Work order: The required lines are those that contain "Debug"; pull them out of the data and copy them.

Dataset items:
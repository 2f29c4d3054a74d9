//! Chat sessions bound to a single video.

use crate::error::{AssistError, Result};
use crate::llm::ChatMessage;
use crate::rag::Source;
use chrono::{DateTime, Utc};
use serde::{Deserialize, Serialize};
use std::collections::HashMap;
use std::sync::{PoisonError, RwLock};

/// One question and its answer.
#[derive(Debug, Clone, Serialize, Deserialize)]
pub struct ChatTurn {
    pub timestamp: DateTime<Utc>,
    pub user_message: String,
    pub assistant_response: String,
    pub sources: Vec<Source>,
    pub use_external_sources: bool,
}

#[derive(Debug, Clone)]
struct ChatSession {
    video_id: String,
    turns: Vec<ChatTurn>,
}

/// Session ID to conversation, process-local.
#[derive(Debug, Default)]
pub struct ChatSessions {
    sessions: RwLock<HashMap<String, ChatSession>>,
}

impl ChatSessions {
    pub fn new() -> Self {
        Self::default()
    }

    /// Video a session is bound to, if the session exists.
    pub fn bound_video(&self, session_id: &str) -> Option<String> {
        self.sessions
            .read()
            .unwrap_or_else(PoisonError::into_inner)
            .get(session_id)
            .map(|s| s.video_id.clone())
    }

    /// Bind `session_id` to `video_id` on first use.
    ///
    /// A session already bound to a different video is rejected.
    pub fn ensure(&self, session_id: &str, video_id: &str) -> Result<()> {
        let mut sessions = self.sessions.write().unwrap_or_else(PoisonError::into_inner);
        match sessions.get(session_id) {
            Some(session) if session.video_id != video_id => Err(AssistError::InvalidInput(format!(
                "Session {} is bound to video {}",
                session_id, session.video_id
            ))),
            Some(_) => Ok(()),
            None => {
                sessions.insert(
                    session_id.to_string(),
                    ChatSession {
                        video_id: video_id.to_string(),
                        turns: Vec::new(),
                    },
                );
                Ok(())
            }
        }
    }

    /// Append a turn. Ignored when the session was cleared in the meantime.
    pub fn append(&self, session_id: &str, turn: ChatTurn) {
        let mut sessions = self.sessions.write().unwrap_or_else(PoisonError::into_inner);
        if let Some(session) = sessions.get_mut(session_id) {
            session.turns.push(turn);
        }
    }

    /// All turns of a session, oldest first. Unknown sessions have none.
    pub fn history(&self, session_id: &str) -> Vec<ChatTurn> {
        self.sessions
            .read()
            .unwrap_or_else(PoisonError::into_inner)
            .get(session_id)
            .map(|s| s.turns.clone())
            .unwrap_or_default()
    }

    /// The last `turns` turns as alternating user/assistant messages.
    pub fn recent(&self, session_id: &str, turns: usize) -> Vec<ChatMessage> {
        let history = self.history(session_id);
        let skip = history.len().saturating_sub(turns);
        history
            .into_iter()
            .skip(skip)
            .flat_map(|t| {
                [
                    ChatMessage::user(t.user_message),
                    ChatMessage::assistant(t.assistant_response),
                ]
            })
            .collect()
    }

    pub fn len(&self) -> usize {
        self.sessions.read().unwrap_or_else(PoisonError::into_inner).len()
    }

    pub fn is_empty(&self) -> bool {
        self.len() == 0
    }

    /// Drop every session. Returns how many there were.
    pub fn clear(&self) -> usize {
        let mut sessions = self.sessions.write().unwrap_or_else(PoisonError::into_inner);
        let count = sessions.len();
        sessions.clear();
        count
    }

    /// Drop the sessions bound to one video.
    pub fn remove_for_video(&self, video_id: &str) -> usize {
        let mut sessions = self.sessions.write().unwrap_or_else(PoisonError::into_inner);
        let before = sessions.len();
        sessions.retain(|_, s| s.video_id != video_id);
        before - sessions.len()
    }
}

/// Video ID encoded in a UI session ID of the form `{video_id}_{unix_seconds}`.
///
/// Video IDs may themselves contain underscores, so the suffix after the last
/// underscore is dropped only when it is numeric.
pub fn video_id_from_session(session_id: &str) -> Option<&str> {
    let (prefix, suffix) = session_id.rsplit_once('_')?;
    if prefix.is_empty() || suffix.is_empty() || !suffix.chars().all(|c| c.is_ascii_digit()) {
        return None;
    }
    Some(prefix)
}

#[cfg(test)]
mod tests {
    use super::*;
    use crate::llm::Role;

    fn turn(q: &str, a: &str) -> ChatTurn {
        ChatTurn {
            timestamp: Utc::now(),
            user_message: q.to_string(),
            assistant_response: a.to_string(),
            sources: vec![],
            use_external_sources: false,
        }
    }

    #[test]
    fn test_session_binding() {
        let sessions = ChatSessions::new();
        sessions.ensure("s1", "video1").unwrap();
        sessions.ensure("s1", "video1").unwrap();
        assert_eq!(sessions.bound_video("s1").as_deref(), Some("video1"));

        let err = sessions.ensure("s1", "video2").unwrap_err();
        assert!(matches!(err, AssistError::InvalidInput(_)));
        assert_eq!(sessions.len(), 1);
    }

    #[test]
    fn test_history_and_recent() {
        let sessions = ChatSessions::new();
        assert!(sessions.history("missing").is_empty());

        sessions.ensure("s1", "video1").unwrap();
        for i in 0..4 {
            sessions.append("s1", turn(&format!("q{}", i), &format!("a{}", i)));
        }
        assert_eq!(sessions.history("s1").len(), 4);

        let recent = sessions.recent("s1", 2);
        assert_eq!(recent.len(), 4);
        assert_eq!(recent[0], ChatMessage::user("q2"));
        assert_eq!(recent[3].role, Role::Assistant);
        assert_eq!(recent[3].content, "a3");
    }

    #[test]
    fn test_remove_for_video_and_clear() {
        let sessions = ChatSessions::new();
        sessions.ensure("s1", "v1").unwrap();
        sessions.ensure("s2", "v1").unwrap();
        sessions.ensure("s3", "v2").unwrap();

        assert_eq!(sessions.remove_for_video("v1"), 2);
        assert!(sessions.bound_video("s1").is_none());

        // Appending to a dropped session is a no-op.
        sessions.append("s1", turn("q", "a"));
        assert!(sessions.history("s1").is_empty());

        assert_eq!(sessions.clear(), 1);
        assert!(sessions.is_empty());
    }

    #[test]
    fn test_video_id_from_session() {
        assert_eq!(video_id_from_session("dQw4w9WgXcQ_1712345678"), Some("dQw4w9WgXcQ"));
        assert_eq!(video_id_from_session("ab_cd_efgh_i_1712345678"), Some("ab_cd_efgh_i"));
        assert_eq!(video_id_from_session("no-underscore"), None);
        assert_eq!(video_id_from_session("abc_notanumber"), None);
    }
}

...

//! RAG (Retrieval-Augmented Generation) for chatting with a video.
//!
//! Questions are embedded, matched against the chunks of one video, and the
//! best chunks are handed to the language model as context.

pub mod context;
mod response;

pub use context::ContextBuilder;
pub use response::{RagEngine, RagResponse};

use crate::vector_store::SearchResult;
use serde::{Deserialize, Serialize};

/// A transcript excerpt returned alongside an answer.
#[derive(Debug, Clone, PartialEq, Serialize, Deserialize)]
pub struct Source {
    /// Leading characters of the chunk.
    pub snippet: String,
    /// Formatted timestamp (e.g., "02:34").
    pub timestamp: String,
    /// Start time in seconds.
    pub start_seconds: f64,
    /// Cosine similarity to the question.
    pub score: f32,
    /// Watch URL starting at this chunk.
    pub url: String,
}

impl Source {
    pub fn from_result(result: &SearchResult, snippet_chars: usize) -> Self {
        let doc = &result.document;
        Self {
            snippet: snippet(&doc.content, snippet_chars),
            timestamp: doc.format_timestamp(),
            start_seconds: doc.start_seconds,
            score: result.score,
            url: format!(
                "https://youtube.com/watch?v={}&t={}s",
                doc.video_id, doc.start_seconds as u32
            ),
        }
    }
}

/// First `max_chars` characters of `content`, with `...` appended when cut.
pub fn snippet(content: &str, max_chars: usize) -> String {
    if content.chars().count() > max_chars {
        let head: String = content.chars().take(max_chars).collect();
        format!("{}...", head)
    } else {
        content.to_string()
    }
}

Answer to this task:
#[derive(Debug, Clone, Serialize, Deserialize)]
#[derive(Debug, Clone)]
#[derive(Debug, Default)]
#[derive(Debug, Clone, PartialEq, Serialize, Deserialize)]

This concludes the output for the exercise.